Download or read book Killing and Being Killed: Bodies in Battle written by Jörg Rogge and published by transcript Verlag. This book was released on 2018-01-31 with total page 273 pages. Available in PDF, EPUB and Kindle. Book excerpt: What bodily experiences did fighters make through their lifetime and especially in violent conflicts? How were the bodies of fighters trained, nourished, and prepared for combat? How did they respond to wounds, torture and the ubiquitous risk of death? The articles present examples of body techniques of fighters and their perception throughout the Middle Ages. The geographical scope ranges from the Anglo-Scottish borderlands over Central Europe up to the Mediterranean World.

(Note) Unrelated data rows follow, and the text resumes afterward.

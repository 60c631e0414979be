use axum::{
    Json,
    http::{
        HeaderValue, StatusCode,
        header::{RETRY_AFTER, WWW_AUTHENTICATE},
    },
    response::{IntoResponse, Response},
};
use catalog::CatalogError;
use serde_json::{Value, json};
use thiserror::Error;
use tracing::error;

use crate::{aggregate::PollResults, config::ConfigError, ledger::LedgerError};

/// Anything that stops the server from coming up.
#[derive(Error, Debug)]
pub enum StartupError {
    #[error(transparent)]
    Config(#[from] ConfigError),

    #[error("Failed to load catalog: {0}")]
    Catalog(#[from] CatalogError),

    #[error("Failed to open ledger: {0}")]
    Ledger(#[from] LedgerError),

    #[error("Failed to bind {address}: {source}")]
    Bind {
        address: String,
        source: std::io::Error,
    },

    #[error("Server error: {0}")]
    Serve(#[from] std::io::Error),
}

#[derive(Error, Debug)]
pub enum AppError {
    #[error("Malformed payload: {0}")]
    MalformedPayload(String),

    #[error("Authentication required")]
    Unauthorized { realm: &'static str },

    #[error("Already voted")]
    AlreadyVoted(PollResults),

    #[error("Catalog file rejected: {0}")]
    CatalogInvalid(#[from] CatalogError),

    #[error(transparent)]
    Ledger(#[from] LedgerError),

    #[error("Internal error: {0}")]
    InternalError(#[from] Box<dyn std::error::Error + Send + Sync>),
}

impl AppError {
    pub fn kind(&self) -> &'static str {
        match self {
            AppError::MalformedPayload(_) => "invalid_input",
            AppError::Unauthorized { .. } => "unauthorized",
            AppError::AlreadyVoted(_) => "already_voted",
            AppError::CatalogInvalid(_) => "catalog_invalid",
            AppError::Ledger(e) => match e {
                LedgerError::UnknownTenant(_) => "unknown_tenant",
                LedgerError::InvalidInput(_) => "invalid_input",
                LedgerError::AlreadyVoted => "already_voted",
                LedgerError::AlreadyAnswered => "already_answered",
                LedgerError::RateLimited { .. } => "rate_limited",
                LedgerError::Transient(_) => "transient_storage_failure",
                LedgerError::Storage(_) | LedgerError::Task(_) => "internal",
            },
            AppError::InternalError(_) => "internal",
        }
    }

    pub fn status(&self) -> StatusCode {
        match self {
            AppError::MalformedPayload(_) => StatusCode::BAD_REQUEST,
            AppError::Unauthorized { .. } => StatusCode::UNAUTHORIZED,
            AppError::AlreadyVoted(_) => StatusCode::CONFLICT,
            AppError::CatalogInvalid(_) => StatusCode::UNPROCESSABLE_ENTITY,
            AppError::Ledger(e) => match e {
                LedgerError::UnknownTenant(_) => StatusCode::NOT_FOUND,
                LedgerError::InvalidInput(_) => StatusCode::BAD_REQUEST,
                LedgerError::AlreadyVoted | LedgerError::AlreadyAnswered => StatusCode::CONFLICT,
                LedgerError::RateLimited { .. } => StatusCode::TOO_MANY_REQUESTS,
                LedgerError::Transient(_) => StatusCode::SERVICE_UNAVAILABLE,
                LedgerError::Storage(_) | LedgerError::Task(_) => {
                    StatusCode::INTERNAL_SERVER_ERROR
                }
            },
            AppError::InternalError(_) => StatusCode::INTERNAL_SERVER_ERROR,
        }
    }
}

impl IntoResponse for AppError {
    fn into_response(self) -> Response {
        let status = self.status();

        // internals stay in the log
        let message = if status == StatusCode::INTERNAL_SERVER_ERROR {
            error!("{self}");
            "Internal error".to_string()
        } else {
            self.to_string()
        };

        let mut body = json!({
            "ok": false,
            "error": self.kind(),
            "message": message,
        });

        if let AppError::AlreadyVoted(results) = &self {
            body["results"] = serde_json::to_value(results).unwrap_or(Value::Null);
        }

        let mut response = (status, Json(body)).into_response();
        let headers = response.headers_mut();

        match &self {
            AppError::Unauthorized { realm } => {
                if let Ok(value) = HeaderValue::from_str(&format!("Basic realm=\"{realm}\"")) {
                    headers.insert(WWW_AUTHENTICATE, value);
                }
            }
            AppError::Ledger(e) if e.is_retryable() => {
                headers.insert(RETRY_AFTER, HeaderValue::from_static("1"));
            }
            _ => {}
        }

        response
    }
}
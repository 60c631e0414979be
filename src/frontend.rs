//! # Frontend Specifications
//!
//! What the micro-site pages send and get back. All bodies are JSON.
//!
//! ## Overall Payloads
//!
//! ### Visit
//! `POST /api/{slug}/event/visit`
//! - `{ "page": "kinder", "ref": "https://..." }`, `ref` optional, max 500 chars
//! - Sent once per page load, never deduplicated
//!
//! ### Poll Vote
//! `POST /api/{slug}/poll/vote`
//! - `{ "page": "kinder", "poll_id": "p1", "option": "B" }`
//! - 200 `{ "ok": true, "results": {...} }`
//! - 409 `{ "ok": false, "error": "already_voted", "results": {...} }`
//! - Both carry results so the page can show the bars either way
//!
//! ### Quiz Answer
//! `POST /api/{slug}/quiz/answer`
//! - `{ "page": "kinder", "quiz_id": "q1", "option": "2" }`
//! - 200 `{ "ok": true, "outcome": { "is_correct", "correct_answer", "explanation", "results" } }`
//!
//! ### Feedback
//! `POST /api/{slug}/feedback`
//! - `{ "page": "kinder", "message": "..." }`, 1 to 1000 chars after trimming
//! - 200 `{ "ok": true, "remaining_today": 2 }`
//! - 429 once the daily limit is used up, hide the form until tomorrow
//!
//! ### Errors
//! `{ "ok": false, "error": "<kind>", "message": "..." }`
//! - `invalid_input` 400, `unknown_tenant` 404, `already_voted`/`already_answered` 409
//! - `rate_limited` 429
//! - `transient_storage_failure` 503 with `Retry-After: 1`, safe to resend once
//!
//!
//!
//! ## Local Storage
//!
//! - Remember voted polls and answered quizzes per slug to skip the form on reload
//! - Purely cosmetic, a cleared storage just means the next vote gets a 409
//!
//!
//!
//! ## Admin Dashboard
//!
//! - Browser Basic auth prompt, credentials from the candidate's catalog entry
//! - `GET /api/{slug}/admin/stats?period=30` returns everything the dashboard renders
//! - Period selector: 7, 30, 90, 365 days
//! - Charts: `daily` (visits + unique), `top_cities`/`top_regions`/`top_countries`
//! - "Reset analytics" asks twice, then `POST /api/{slug}/admin/reset`
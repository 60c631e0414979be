//! # Operator Commands
//!
//! Offline maintenance against the catalog file and the ledger database,
//! for use while the server is stopped or from a one-off container.
//!
//! ## Validate
//! Loads a catalog exactly like the server does and summarizes each
//! candidate. Deploy pipelines run this before swapping the catalog and
//! triggering `/api/platform/catalog/reload`.
//!
//! ## Reset
//! Deletes analytics for one candidate or all of them in a single
//! transaction. Irreversible, so the binary insists on `--yes`.
use std::{path::Path, time::Duration};

use anyhow::{Context, Result};
use catalog::{Catalog, load_catalog};
use indicatif::{ProgressBar, ProgressStyle};
use server::ledger::{Ledger, ResetCounts, Scope};

#[derive(Debug, PartialEq, Eq)]
pub struct CandidateSummary {
    pub slug: String,
    pub name: String,
    pub pages: usize,
    pub polls: usize,
    pub quizzes: usize,
}

pub fn summarize(catalog: &Catalog) -> Vec<CandidateSummary> {
    catalog
        .candidates()
        .map(|candidate| CandidateSummary {
            slug: candidate.slug.clone(),
            name: candidate.name.clone(),
            pages: candidate.pages.len(),
            polls: catalog.polls(&candidate.slug).len(),
            quizzes: catalog.quizzes(&candidate.slug).len(),
        })
        .collect()
}

pub fn validate(path: &Path) -> Result<Vec<CandidateSummary>> {
    let catalog =
        load_catalog(path).with_context(|| format!("Invalid catalog {}", path.display()))?;

    Ok(summarize(&catalog))
}

pub fn reset(db: &Path, scope: &Scope) -> Result<ResetCounts> {
    if !db.exists() {
        anyhow::bail!("No ledger at {}", db.display());
    }

    let ledger =
        Ledger::open(db).with_context(|| format!("Failed to open ledger {}", db.display()))?;

    let spinner = ProgressBar::new_spinner();
    spinner.set_style(
        ProgressStyle::with_template("{spinner:.green} [{elapsed_precise}] {msg}")
            .unwrap_or_else(|_| ProgressStyle::default_spinner()),
    );
    spinner.enable_steady_tick(Duration::from_millis(100));
    spinner.set_message(match scope {
        Scope::Tenant(slug) => format!("Resetting {slug}"),
        Scope::All => "Resetting all candidates".to_string(),
    });

    let counts = ledger.reset(scope).context("Reset failed, nothing was deleted")?;

    spinner.finish_with_message("Done");
    Ok(counts)
}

This larger framework enables the reader to trace the similarities and differences of the cultural practice of "Killing and Being Killed" in various contexts. Contributions by Iain MacInnes, Alastair J. Macdonald, Bogdan-Petru Maleon, and others.

A Cultural History of the Medieval Sword

Download A Cultural History of the Medieval Sword PDF Online Free

Author :
Publisher : Boydell & Brewer
ISBN 13 : 1837650365
Total Pages : 237 pages
Book Rating : 4.8/5 (376 download)

DOWNLOAD NOW!


Book Synopsis A Cultural History of the Medieval Sword by : Robert W. Jones

Download or read book A Cultural History of the Medieval Sword written by Robert W. Jones and published by Boydell & Brewer. This book was released on 2023-05-23 with total page 237 pages. Available in PDF, EPUB and Kindle. Book excerpt: This study takes the sword beyond it functional role as a tool for killing, considering it as a cultural artifact and the broader meaning and significance it had to its bearer.